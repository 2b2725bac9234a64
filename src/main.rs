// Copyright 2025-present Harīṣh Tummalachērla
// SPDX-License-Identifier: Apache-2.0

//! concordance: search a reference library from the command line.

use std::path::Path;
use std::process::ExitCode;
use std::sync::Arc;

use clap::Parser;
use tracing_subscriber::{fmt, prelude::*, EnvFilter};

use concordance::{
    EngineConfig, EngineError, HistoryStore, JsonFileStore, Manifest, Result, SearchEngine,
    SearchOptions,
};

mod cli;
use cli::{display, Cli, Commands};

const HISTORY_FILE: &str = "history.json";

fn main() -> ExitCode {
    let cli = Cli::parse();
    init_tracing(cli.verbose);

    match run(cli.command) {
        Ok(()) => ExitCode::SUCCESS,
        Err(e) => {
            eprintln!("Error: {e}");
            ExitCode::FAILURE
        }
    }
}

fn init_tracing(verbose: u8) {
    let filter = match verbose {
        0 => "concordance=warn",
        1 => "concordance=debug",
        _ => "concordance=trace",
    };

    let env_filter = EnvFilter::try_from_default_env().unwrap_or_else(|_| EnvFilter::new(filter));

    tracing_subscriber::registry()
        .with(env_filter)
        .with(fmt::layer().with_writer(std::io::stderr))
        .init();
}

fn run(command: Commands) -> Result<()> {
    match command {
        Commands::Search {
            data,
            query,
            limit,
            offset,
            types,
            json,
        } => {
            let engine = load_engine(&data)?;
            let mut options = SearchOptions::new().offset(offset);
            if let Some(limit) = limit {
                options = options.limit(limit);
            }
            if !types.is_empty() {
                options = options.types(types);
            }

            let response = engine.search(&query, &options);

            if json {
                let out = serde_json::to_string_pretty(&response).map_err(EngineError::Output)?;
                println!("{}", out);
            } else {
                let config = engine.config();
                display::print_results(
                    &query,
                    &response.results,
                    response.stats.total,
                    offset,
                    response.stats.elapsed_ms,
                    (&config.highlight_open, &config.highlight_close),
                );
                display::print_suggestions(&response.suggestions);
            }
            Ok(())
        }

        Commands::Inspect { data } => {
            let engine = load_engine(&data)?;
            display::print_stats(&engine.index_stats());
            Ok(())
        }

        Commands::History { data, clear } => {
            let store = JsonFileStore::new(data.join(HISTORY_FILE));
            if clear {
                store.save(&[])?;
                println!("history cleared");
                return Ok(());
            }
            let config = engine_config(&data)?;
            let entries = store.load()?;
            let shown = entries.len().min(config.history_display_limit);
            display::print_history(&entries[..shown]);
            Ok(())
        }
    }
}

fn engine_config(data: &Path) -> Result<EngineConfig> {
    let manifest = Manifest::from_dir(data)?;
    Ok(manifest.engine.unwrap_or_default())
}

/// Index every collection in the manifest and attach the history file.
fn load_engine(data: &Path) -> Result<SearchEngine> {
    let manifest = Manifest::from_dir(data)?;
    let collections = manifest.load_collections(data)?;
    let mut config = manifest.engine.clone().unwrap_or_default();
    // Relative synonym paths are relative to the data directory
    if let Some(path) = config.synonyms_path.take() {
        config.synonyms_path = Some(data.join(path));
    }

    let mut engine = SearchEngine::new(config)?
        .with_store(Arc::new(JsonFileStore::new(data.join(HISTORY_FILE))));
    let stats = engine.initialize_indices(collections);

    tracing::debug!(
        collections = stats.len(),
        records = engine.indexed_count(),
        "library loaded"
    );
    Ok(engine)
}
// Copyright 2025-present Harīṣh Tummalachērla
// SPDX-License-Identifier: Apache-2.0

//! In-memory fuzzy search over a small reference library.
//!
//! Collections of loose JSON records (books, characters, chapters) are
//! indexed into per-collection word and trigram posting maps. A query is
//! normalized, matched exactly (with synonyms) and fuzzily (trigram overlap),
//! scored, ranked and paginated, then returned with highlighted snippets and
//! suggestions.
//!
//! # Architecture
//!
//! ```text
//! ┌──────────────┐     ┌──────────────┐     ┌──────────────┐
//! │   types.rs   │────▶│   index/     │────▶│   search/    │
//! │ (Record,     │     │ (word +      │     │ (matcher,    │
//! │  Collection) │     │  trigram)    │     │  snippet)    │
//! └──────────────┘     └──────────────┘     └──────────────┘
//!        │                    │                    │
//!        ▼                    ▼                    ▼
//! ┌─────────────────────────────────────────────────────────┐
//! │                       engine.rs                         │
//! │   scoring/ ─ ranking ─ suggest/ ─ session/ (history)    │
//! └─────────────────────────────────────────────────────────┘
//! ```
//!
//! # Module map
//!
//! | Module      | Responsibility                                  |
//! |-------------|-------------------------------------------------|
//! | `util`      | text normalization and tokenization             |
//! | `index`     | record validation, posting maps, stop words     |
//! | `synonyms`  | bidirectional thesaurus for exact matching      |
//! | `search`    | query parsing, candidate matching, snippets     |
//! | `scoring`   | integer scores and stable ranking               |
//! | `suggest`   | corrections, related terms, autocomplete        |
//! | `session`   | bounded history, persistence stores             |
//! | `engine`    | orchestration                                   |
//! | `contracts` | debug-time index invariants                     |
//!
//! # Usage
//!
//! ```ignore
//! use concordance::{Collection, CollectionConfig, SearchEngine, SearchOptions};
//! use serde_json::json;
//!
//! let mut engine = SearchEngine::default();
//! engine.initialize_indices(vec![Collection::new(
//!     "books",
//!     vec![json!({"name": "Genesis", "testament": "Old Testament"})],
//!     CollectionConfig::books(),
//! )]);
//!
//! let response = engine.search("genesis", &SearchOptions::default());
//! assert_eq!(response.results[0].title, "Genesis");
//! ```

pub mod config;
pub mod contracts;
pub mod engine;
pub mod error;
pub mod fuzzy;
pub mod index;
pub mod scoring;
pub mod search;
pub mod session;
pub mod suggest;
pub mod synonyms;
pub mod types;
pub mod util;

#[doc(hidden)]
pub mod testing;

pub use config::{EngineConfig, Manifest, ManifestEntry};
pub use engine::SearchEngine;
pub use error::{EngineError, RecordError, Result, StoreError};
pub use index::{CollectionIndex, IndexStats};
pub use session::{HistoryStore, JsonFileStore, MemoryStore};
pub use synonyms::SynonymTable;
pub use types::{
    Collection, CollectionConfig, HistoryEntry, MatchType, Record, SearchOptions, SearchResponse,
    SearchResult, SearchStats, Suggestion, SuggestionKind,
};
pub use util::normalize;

--

#### EXERCISE DIRECTIONS:
The answer must be all the lines above that hold the word "contracts".

#### RESULT FOR THIS TASK:
//! | `contracts` | debug-time index invariants                     |
pub mod contracts;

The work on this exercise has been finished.